結局帰り道でも遭遇する這寄木を伐採して使った鋲が三〇を超えたが、目的の這寄木は手に入る事はなかった。
代わりに得た物と言えば、大岩蜥蜴の心臓が四つと大岩蜥蜴モドキの眼球が一組みのみ。
門衛の鉱鍛人――――顔馴染みのガッゼスとは別の衛兵だった――――に記録機を返したおかげで七五〇リュオーネは手に入ったが、ヴィクトールと折半してしまえば四日分の食費になるかどうかという具合だ。
討伐金の受け渡しは全て小銭のため、食事の度に一々レイラ達が普段使いしていた硬貨を両替しなくても済むが、既に当面の宿泊費は両替してしまっているため利も少ない。
「それで、この後はどうするのかネ?」
「私は手に入れた素材を届けに行くつもりだけれど、貴方はどうするの?」
「ふーむ、それに付き合う必要はないしネ。素直に宿に戻って心臓の処理を済ませて――――」
本当に小遣い稼ぎにしかならないのだなと思いつつ、ヴィクトールと他愛もない会話をしながら歩いていると、不意に行く手を阻むように数人の男達がレイラ達の前に現れる。

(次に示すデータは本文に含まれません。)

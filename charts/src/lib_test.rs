use super::*;

fn pt(time: &str, value: f64) -> SeriesPoint {
    SeriesPoint::new(time, value)
}

// =============================================================
// merge_series
// =============================================================

#[test]
fn merge_unions_time_labels_in_order() {
    let a = Series::new("a", "A", "#111111", vec![pt("t1", 10.0), pt("t2", 20.0)]);
    let b = Series::new("b", "B", "#222222", vec![pt("t2", 30.0), pt("t3", 40.0)]);

    let rows = merge_series(&[a, b]);

    let times = rows.iter().map(|r| r.time.as_str()).collect::<Vec<_>>();
    assert_eq!(times, vec!["t1", "t2", "t3"]);
    assert_eq!(rows[0].value("a"), Some(10.0));
    assert_eq!(rows[0].value("b"), None);
    assert_eq!(rows[1].value("a"), Some(20.0));
    assert_eq!(rows[1].value("b"), Some(30.0));
    assert_eq!(rows[2].value("a"), None);
    assert_eq!(rows[2].value("b"), Some(40.0));
}

#[test]
fn merge_sorts_by_label_not_by_series_order() {
    let a = Series::new("a", "A", "#111111", vec![pt("10:10", 1.0)]);
    let b = Series::new("b", "B", "#222222", vec![pt("09:55", 2.0), pt("10:00", 3.0)]);

    let rows = merge_series(&[a, b]);

    let times = rows.iter().map(|r| r.time.as_str()).collect::<Vec<_>>();
    assert_eq!(times, vec!["09:55", "10:00", "10:10"]);
}

#[test]
fn merge_of_no_series_is_empty() {
    assert!(merge_series(&[]).is_empty());
}

#[test]
fn merge_keeps_last_value_for_duplicate_label() {
    let a = Series::new("a", "A", "#111111", vec![pt("t1", 1.0), pt("t1", 5.0)]);
    let rows = merge_series(&[a]);
    assert_eq!(rows.len(), 1);
    assert_eq!(rows[0].value("a"), Some(5.0));
}

#[test]
fn sparse_rows_omit_missing_series_rather_than_zeroing() {
    let a = Series::new("cpu", "CPU", "#111111", vec![pt("t1", 50.0)]);
    let b = Series::new("gpu", "GPU", "#222222", vec![pt("t2", 0.0)]);
    let rows = merge_series(&[a, b]);
    assert!(!rows[0].values.contains_key("gpu"));
    assert_eq!(rows[1].value("gpu"), Some(0.0));
}

// =============================================================
// ChartData
// =============================================================

#[test]
fn single_input_wraps_as_value_series_and_keeps_order() {
    let data = ChartData::Single {
        points: vec![pt("10:05", 58.0), pt("10:00", 42.0)],
        label: DEFAULT_LABEL.to_owned(),
        color: DEFAULT_COLOR.to_owned(),
    };

    let series = data.series();
    assert_eq!(series.len(), 1);
    assert_eq!(series[0].key, SINGLE_SERIES_KEY);
    assert_eq!(series[0].name, "Utilization");
    assert_eq!(series[0].color, "#1B58F4");

    let rows = data.rows();
    assert_eq!(rows[0].time, "10:05");
    assert_eq!(rows[1].value(SINGLE_SERIES_KEY), Some(42.0));
}

#[test]
fn empty_multi_input_has_no_series_and_no_rows() {
    let data = ChartData::Multi(Vec::new());
    assert!(data.series().is_empty());
    assert!(data.rows().is_empty());
}

// =============================================================
// Formatting
// =============================================================

#[test]
fn format_value_rounds_and_appends_unit() {
    assert_eq!(format_value(58.0, "%"), "58%");
    assert_eq!(format_value(57.5, "%"), "58%");
    assert_eq!(format_value(42.49, "°C"), "42°C");
}

#[test]
fn gradient_ids_are_scoped_by_chart_instance() {
    let a = gradient_id("chart1", "cpu");
    let b = gradient_id("chart2", "cpu");
    assert_eq!(a, "color-chart1-cpu");
    assert_ne!(a, b);
}

#[test]
fn tooltip_for_second_point_of_single_series() {
    let data = ChartData::Single {
        points: vec![pt("10:00", 42.0), pt("10:05", 58.0)],
        label: "CPU".to_owned(),
        color: DEFAULT_COLOR.to_owned(),
    };
    let rows = data.rows();
    let tip = tooltip(&rows[1], &data.series(), "%");
    assert_eq!(tip.time, "10:05");
    assert_eq!(tip.entries.len(), 1);
    assert_eq!(tip.entries[0].name, "CPU");
    assert_eq!(tip.entries[0].text, "58%");
}

#[test]
fn tooltip_skips_series_without_sample() {
    let a = Series::new("a", "A", "#111111", vec![pt("t1", 12.4)]);
    let b = Series::new("b", "B", "#222222", vec![pt("t2", 3.0)]);
    let series = vec![a, b];
    let rows = merge_series(&series);
    let tip = tooltip(&rows[0], &series, "%");
    assert_eq!(tip.entries.len(), 1);
    assert_eq!(tip.entries[0].text, "12%");
}

#[test]
fn series_deserializes_from_json_fixture() {
    let raw = r##"{"key":"mem","name":"Memory","color":"#8b5cf6","points":[{"time":"10:00","value":68.5}]}"##;
    let series: Series = serde_json::from_str(raw).unwrap();
    assert_eq!(series.key, "mem");
    assert_eq!(series.points[0], pt("10:00", 68.5));
}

五人の内、四人は種族も違い見窄らしい風貌で一絡げにチンピラと言った風情だが、彼等を率いるように立っている人種の男は違った。
上背はヴィクトールには及ばないものの、長身の分類になるレイラよりも高く、肩幅が広く分厚い筋肉に覆われているせいか、ヴィクトールよりも大きいと錯覚しそうになってしまう。

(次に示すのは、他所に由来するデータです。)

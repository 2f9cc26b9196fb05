//! Series model and merge helpers for console time-series charts.
//!
//! This crate is UI-framework agnostic so the client crate can consume it
//! directly for rendering, and so the merge/geometry rules can be tested
//! without a browser.

pub mod geometry;

use std::collections::BTreeMap;

use serde::{Deserialize, Serialize};

#[cfg(test)]
#[path = "lib_test.rs"]
mod lib_test;

/// Series key used when a single flat point list is wrapped as a series.
pub const SINGLE_SERIES_KEY: &str = "value";
pub const DEFAULT_COLOR: &str = "#1B58F4";
pub const DEFAULT_LABEL: &str = "Utilization";
pub const DEFAULT_UNIT: &str = "%";
pub const DEFAULT_HEIGHT: f64 = 200.0;

/// One timestamped sample. `value` is a percentage in `[0, 100]`.
#[derive(Clone, Debug, PartialEq, Serialize, Deserialize)]
pub struct SeriesPoint {
    pub time: String,
    pub value: f64,
}

impl SeriesPoint {
    #[must_use]
    pub fn new(time: impl Into<String>, value: f64) -> Self {
        Self { time: time.into(), value }
    }
}

/// A named, colored, ordered sequence of samples.
#[derive(Clone, Debug, PartialEq, Serialize, Deserialize)]
pub struct Series {
    pub key: String,
    pub name: String,
    pub color: String,
    pub points: Vec<SeriesPoint>,
}

impl Series {
    #[must_use]
    pub fn new(key: impl Into<String>, name: impl Into<String>, color: impl Into<String>, points: Vec<SeriesPoint>) -> Self {
        Self { key: key.into(), name: name.into(), color: color.into(), points }
    }
}

/// One merged row of the chart frame. Series without a sample at `time` are
/// absent from `values`, which renders as a gap.
#[derive(Clone, Debug, Default, PartialEq, Serialize, Deserialize)]
pub struct ChartRow {
    pub time: String,
    pub values: BTreeMap<String, f64>,
}

impl ChartRow {
    #[must_use]
    pub fn value(&self, key: &str) -> Option<f64> {
        self.values.get(key).copied()
    }
}

/// Chart input in either of the two supported shapes.
#[derive(Clone, Debug, PartialEq)]
pub enum ChartData {
    /// Flat point list rendered as one series under [`SINGLE_SERIES_KEY`].
    Single { points: Vec<SeriesPoint>, label: String, color: String },
    /// Independently sampled series merged by time label.
    Multi(Vec<Series>),
}

impl ChartData {
    /// Series that get an area, a gradient and a legend entry.
    #[must_use]
    pub fn series(&self) -> Vec<Series> {
        match self {
            Self::Single { points, label, color } => vec![single_series(points.clone(), label, color)],
            Self::Multi(series) => series.clone(),
        }
    }

    /// Chart-ready rows.
    ///
    /// Single input keeps the caller's order; multi input is merged and
    /// sorted by time label.
    #[must_use]
    pub fn rows(&self) -> Vec<ChartRow> {
        match self {
            Self::Single { points, .. } => points
                .iter()
                .map(|p| ChartRow {
                    time: p.time.clone(),
                    values: BTreeMap::from([(SINGLE_SERIES_KEY.to_owned(), p.value)]),
                })
                .collect(),
            Self::Multi(series) => merge_series(series),
        }
    }
}

/// Wrap a flat point list as a single series.
#[must_use]
pub fn single_series(points: Vec<SeriesPoint>, label: &str, color: &str) -> Series {
    Series::new(SINGLE_SERIES_KEY, label, color, points)
}

/// Merge series into rows keyed by time label, ordered by ascending string
/// comparison of the label.
///
/// Rows are the union of all labels. A later point for the same series and
/// label overwrites the earlier one.
#[must_use]
pub fn merge_series(series: &[Series]) -> Vec<ChartRow> {
    let mut by_time = BTreeMap::<String, ChartRow>::new();
    for s in series {
        for point in &s.points {
            let row = by_time.entry(point.time.clone()).or_insert_with(|| ChartRow {
                time: point.time.clone(),
                values: BTreeMap::new(),
            });
            row.values.insert(s.key.clone(), point.value);
        }
    }
    by_time.into_values().collect()
}

/// Rounded value with its unit suffix, e.g. `58%`.
#[must_use]
pub fn format_value(value: f64, unit: &str) -> String {
    #[allow(clippy::cast_possible_truncation)]
    let rounded = value.round() as i64;
    format!("{rounded}{unit}")
}

/// Gradient definition id for one series of one chart instance.
#[must_use]
pub fn gradient_id(chart_id: &str, series_key: &str) -> String {
    format!("color-{chart_id}-{series_key}")
}

/// One line of the hover tooltip.
#[derive(Clone, Debug, PartialEq)]
pub struct TooltipEntry {
    pub name: String,
    pub color: String,
    pub text: String,
}

/// Tooltip content for a hovered row.
#[derive(Clone, Debug, PartialEq)]
pub struct Tooltip {
    pub time: String,
    pub entries: Vec<TooltipEntry>,
}

/// Build the tooltip for `row`, listing series in declaration order and
/// skipping series with no sample in that row.
#[must_use]
pub fn tooltip(row: &ChartRow, series: &[Series], unit: &str) -> Tooltip {
    let entries = series
        .iter()
        .filter_map(|s| {
            row.value(&s.key).map(|v| TooltipEntry {
                name: s.name.clone(),
                color: s.color.clone(),
                text: format_value(v, unit),
            })
        })
        .collect();
    Tooltip { time: row.time.clone(), entries }
}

それに加えて立ち振る舞いや距離の取り方、その身から漏れ出る濃密な血の匂いから傭兵か傭兵崩れなのだと察することはできよう。
「一体何の用かしら?」
「なぁに、ちょいとばかしアンタ等とお話したくてよ」
「あらそう。でも私達には貴方とお話する理由はないわ」
「まぁ、そうツレないこと言うなって」
レイラが僅かに殺気を乗せて男を睨むが、周囲のチンピラが怯む中で男だけは平然と受けて立っている。
男がただの破落戸では無いと悟ったレイラだったが、さて何処の因縁が原因だろうかと掃いて捨てるほどある心当たりを探り始めるのだった。